* **Task to complete**
Here is a block of entries. Write out its lines exactly, from the first through the one containing "then resolves the".
*** The records Section Begins ***
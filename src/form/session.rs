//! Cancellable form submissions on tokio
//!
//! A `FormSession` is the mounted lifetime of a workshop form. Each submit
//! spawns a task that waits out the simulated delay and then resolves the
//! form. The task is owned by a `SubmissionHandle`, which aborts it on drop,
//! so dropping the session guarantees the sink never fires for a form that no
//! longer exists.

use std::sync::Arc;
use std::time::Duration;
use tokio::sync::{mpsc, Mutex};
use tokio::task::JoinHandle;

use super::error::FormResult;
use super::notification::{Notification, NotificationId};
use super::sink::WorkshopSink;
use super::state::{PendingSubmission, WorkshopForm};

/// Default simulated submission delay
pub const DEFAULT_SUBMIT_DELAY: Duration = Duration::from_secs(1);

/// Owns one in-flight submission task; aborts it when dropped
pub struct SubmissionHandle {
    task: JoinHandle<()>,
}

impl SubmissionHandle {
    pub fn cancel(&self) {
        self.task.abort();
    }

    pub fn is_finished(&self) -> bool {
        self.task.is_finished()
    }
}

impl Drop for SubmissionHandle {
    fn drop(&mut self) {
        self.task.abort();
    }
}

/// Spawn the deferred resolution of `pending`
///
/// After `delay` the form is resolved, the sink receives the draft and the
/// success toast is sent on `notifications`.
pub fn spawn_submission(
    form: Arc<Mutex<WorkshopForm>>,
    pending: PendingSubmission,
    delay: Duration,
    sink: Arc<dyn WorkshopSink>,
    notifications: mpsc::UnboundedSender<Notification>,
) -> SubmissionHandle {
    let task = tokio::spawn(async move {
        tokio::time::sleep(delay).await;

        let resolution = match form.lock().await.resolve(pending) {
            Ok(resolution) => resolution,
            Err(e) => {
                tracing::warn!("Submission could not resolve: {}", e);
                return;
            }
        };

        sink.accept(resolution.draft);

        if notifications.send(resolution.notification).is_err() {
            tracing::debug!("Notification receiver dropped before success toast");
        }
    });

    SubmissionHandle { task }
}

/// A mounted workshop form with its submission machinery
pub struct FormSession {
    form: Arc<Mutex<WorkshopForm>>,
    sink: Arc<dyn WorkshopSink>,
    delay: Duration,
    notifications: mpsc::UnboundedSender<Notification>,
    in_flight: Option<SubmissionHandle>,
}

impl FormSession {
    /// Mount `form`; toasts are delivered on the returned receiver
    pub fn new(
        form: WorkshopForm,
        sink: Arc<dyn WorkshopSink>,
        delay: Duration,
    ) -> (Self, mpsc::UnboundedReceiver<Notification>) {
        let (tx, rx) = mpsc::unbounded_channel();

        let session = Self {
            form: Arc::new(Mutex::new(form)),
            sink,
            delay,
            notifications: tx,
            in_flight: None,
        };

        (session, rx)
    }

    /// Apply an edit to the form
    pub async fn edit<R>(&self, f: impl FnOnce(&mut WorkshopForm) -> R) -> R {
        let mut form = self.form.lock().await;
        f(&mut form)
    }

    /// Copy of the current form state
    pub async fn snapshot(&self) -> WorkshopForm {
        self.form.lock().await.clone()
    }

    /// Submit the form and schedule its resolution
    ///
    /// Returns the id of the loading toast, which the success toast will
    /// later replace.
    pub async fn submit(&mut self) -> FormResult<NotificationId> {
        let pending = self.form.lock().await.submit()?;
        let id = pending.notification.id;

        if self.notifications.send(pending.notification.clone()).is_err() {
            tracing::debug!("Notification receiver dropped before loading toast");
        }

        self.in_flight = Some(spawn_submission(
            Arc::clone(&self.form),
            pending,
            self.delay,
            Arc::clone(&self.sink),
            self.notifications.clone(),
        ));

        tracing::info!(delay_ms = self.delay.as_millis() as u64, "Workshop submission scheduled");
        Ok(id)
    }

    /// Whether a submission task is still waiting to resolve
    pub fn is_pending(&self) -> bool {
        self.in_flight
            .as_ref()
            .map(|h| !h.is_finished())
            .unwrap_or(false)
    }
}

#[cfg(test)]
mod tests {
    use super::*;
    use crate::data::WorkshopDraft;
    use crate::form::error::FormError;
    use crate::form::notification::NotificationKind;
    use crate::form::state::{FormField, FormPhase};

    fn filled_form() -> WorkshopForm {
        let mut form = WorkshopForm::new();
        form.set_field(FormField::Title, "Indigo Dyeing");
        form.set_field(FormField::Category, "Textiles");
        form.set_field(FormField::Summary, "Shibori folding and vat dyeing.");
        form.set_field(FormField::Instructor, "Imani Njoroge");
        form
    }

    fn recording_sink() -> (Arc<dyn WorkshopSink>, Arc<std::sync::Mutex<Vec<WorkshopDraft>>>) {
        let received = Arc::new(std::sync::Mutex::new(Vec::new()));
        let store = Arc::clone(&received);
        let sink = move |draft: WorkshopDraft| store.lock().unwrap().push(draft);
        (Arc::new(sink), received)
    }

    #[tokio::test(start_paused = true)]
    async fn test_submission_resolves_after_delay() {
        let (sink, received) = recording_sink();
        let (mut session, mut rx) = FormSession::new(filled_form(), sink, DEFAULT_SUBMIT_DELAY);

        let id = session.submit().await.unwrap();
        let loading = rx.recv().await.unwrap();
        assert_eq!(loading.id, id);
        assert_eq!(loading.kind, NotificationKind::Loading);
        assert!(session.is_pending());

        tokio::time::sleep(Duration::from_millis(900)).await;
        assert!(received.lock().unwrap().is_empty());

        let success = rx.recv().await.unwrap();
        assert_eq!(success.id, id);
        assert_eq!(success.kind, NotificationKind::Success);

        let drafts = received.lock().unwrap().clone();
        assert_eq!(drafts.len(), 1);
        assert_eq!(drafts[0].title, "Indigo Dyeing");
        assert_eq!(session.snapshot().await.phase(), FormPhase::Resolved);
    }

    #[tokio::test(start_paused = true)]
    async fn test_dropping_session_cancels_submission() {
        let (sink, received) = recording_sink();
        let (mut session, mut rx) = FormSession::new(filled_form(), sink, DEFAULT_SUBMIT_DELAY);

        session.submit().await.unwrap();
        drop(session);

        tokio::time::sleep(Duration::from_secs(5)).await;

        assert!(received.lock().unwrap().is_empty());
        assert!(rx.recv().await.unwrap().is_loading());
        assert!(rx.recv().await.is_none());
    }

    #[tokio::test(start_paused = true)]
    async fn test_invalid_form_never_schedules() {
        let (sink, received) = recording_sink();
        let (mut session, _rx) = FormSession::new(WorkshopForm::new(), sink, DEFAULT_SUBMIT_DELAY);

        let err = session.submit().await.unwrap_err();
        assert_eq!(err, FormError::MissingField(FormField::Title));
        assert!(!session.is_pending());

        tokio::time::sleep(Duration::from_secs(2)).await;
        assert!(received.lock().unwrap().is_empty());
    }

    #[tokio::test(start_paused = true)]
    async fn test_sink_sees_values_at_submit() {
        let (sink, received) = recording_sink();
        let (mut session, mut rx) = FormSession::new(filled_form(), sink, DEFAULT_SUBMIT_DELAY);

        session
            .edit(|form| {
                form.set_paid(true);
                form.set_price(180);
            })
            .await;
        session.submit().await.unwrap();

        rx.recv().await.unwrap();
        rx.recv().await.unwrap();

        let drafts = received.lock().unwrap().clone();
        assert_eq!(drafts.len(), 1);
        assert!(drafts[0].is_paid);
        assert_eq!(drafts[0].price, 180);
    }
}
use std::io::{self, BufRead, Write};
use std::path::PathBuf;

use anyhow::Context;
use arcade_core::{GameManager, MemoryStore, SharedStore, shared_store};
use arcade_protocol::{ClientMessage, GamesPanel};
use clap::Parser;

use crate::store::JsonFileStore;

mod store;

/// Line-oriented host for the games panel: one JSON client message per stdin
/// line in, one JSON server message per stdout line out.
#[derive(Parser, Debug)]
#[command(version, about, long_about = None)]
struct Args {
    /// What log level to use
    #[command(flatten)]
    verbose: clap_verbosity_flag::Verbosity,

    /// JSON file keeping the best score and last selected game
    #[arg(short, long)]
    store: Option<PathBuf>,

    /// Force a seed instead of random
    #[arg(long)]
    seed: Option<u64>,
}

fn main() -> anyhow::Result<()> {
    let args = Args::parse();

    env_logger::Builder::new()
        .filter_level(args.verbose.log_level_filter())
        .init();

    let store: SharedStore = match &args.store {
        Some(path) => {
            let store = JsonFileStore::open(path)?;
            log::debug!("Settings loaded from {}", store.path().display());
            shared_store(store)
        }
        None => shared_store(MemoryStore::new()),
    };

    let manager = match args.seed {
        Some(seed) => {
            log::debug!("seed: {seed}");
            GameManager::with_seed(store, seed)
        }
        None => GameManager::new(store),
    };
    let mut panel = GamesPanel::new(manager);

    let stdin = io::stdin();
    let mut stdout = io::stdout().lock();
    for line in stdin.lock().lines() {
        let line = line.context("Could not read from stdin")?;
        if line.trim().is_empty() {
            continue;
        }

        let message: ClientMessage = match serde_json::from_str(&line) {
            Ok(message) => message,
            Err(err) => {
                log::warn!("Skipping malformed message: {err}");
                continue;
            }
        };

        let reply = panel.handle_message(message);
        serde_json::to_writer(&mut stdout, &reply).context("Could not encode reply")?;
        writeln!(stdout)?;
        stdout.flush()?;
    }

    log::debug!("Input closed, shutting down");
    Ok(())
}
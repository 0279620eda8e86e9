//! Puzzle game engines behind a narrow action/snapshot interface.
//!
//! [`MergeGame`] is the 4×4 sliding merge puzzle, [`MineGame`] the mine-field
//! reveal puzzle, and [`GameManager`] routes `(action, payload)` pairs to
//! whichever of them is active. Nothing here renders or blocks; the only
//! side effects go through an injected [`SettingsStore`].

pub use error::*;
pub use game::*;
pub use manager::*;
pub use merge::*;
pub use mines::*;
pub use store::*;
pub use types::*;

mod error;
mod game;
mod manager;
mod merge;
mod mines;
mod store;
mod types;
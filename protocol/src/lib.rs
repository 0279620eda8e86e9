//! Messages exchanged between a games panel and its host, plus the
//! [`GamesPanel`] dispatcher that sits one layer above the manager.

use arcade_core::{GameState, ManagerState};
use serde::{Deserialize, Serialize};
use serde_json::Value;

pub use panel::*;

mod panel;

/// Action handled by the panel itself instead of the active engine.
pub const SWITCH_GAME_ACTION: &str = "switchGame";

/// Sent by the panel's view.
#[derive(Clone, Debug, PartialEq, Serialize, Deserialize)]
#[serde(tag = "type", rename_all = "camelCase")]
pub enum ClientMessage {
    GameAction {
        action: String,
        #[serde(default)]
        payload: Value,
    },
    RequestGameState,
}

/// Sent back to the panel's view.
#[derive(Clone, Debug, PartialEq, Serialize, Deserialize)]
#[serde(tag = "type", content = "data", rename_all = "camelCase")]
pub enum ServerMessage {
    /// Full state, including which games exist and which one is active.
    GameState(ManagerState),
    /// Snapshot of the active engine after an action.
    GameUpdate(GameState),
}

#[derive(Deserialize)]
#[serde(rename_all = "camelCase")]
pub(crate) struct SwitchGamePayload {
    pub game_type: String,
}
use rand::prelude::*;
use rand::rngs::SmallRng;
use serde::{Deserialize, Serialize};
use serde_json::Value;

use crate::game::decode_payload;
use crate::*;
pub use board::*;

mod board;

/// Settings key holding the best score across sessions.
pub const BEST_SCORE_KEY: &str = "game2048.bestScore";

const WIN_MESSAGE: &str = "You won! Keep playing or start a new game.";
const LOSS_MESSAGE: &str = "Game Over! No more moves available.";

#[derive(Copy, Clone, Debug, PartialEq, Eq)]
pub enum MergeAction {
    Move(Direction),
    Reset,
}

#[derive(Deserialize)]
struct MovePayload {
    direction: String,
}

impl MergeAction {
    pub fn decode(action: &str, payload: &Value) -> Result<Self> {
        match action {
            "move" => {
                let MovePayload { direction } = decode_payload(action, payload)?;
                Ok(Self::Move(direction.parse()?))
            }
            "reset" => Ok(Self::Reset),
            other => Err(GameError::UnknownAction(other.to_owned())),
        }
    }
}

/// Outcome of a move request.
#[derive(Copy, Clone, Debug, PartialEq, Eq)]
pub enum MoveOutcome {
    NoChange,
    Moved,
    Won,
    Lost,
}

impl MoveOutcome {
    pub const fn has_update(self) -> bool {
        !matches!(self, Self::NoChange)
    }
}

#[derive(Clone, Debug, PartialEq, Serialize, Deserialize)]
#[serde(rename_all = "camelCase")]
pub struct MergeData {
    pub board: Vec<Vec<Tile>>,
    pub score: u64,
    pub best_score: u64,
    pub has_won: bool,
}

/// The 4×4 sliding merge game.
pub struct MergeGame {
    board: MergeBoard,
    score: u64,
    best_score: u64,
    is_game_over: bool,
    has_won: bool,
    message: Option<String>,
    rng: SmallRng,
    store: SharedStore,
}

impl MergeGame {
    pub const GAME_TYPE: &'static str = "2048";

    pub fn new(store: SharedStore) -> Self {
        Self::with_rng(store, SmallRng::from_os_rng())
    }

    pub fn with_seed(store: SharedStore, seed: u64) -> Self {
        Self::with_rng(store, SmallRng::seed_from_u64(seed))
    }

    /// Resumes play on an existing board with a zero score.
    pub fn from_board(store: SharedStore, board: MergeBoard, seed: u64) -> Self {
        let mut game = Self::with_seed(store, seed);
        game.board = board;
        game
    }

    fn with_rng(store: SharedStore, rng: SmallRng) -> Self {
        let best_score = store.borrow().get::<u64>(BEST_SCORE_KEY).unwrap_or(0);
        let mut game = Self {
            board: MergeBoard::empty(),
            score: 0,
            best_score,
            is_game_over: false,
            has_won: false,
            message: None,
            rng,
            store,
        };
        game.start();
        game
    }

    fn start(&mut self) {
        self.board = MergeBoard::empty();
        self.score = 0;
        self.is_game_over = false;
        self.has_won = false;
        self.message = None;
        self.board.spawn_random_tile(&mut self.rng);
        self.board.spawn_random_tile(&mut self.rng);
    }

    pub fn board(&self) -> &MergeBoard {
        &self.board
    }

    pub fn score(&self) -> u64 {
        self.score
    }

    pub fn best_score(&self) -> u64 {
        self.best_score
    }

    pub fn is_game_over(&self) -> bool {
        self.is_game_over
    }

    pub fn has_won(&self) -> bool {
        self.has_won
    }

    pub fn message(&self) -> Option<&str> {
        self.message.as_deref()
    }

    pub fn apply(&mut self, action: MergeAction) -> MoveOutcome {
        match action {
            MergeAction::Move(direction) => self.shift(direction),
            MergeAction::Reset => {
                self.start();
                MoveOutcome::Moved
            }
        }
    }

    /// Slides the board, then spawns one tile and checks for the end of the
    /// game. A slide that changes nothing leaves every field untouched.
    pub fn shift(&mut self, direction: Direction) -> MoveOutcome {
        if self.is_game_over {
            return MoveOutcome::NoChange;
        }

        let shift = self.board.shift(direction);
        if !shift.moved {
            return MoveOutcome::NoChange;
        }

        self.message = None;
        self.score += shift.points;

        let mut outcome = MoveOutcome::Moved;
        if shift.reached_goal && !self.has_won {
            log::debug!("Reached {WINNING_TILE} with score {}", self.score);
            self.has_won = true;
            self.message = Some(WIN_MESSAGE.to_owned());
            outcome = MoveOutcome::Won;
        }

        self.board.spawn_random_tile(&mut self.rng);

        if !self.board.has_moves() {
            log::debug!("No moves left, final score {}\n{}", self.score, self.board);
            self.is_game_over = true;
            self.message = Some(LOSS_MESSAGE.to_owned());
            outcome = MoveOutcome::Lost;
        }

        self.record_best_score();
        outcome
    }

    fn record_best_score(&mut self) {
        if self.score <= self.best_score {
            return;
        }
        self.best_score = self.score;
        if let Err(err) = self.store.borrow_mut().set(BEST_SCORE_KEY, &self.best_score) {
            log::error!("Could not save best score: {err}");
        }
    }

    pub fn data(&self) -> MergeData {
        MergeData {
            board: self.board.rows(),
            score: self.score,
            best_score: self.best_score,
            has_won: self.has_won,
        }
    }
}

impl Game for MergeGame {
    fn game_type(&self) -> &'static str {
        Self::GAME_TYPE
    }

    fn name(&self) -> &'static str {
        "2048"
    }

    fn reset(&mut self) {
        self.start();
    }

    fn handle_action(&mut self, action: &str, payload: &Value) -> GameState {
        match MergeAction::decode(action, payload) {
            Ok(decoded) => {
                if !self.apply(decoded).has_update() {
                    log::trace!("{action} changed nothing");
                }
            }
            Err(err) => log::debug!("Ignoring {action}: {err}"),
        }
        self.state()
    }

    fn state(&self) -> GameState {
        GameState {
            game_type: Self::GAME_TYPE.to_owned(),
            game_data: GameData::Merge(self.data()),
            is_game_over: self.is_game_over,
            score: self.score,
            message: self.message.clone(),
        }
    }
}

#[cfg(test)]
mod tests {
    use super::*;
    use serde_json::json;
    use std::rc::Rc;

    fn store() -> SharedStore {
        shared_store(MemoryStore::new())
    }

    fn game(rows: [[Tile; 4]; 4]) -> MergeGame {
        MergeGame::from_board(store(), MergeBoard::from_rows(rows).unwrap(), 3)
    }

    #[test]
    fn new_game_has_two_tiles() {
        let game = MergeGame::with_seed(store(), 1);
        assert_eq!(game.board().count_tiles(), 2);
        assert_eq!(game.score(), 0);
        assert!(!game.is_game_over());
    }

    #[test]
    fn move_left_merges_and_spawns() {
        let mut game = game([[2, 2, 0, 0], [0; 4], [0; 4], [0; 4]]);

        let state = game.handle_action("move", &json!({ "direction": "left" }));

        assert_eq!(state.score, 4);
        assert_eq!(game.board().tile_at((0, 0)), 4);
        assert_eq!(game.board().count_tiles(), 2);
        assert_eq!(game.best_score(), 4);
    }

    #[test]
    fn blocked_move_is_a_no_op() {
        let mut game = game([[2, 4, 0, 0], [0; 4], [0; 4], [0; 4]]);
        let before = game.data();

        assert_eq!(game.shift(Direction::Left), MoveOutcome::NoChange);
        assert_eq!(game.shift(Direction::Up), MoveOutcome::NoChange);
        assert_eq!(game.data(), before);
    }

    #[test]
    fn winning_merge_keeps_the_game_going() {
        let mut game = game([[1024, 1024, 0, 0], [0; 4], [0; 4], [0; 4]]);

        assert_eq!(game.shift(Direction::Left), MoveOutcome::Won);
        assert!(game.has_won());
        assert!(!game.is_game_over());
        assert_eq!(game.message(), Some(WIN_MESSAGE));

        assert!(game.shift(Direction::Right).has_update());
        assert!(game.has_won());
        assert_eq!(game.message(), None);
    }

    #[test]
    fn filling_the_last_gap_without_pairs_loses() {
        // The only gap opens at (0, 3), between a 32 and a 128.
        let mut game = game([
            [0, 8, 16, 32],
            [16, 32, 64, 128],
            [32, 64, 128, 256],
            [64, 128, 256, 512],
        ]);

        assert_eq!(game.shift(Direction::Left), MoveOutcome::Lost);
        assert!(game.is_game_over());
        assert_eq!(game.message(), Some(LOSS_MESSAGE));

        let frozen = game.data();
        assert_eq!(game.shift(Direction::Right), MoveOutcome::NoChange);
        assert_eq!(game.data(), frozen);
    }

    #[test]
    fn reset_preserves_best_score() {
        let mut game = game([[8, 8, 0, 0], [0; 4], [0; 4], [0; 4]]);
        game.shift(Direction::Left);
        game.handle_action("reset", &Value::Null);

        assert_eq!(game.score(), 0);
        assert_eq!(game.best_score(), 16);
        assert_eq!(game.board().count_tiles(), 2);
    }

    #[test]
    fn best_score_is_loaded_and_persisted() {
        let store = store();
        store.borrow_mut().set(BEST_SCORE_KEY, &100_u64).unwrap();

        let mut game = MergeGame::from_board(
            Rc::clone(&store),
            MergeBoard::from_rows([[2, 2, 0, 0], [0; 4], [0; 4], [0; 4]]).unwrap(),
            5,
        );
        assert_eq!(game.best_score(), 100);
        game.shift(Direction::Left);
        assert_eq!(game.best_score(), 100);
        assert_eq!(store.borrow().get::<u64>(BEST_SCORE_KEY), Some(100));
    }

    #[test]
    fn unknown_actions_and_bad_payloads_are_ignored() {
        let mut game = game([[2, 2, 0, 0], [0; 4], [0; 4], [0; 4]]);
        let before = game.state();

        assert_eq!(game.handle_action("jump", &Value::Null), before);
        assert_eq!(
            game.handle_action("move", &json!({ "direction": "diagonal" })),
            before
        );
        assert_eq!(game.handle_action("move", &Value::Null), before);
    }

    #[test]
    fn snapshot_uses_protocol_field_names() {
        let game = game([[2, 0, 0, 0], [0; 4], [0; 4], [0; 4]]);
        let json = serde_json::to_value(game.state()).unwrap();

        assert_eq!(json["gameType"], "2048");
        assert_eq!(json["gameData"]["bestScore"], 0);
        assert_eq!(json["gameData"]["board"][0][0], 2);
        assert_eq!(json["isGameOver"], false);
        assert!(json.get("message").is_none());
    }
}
*** The records Section Ends ***
* **Solution to this task**
filename src/form/session.rs
//! Cancellable form submissions on tokio
//!
//! A `FormSession` is the mounted lifetime of a workshop form. Each submit
//! spawns a task that waits out the simulated delay and then resolves the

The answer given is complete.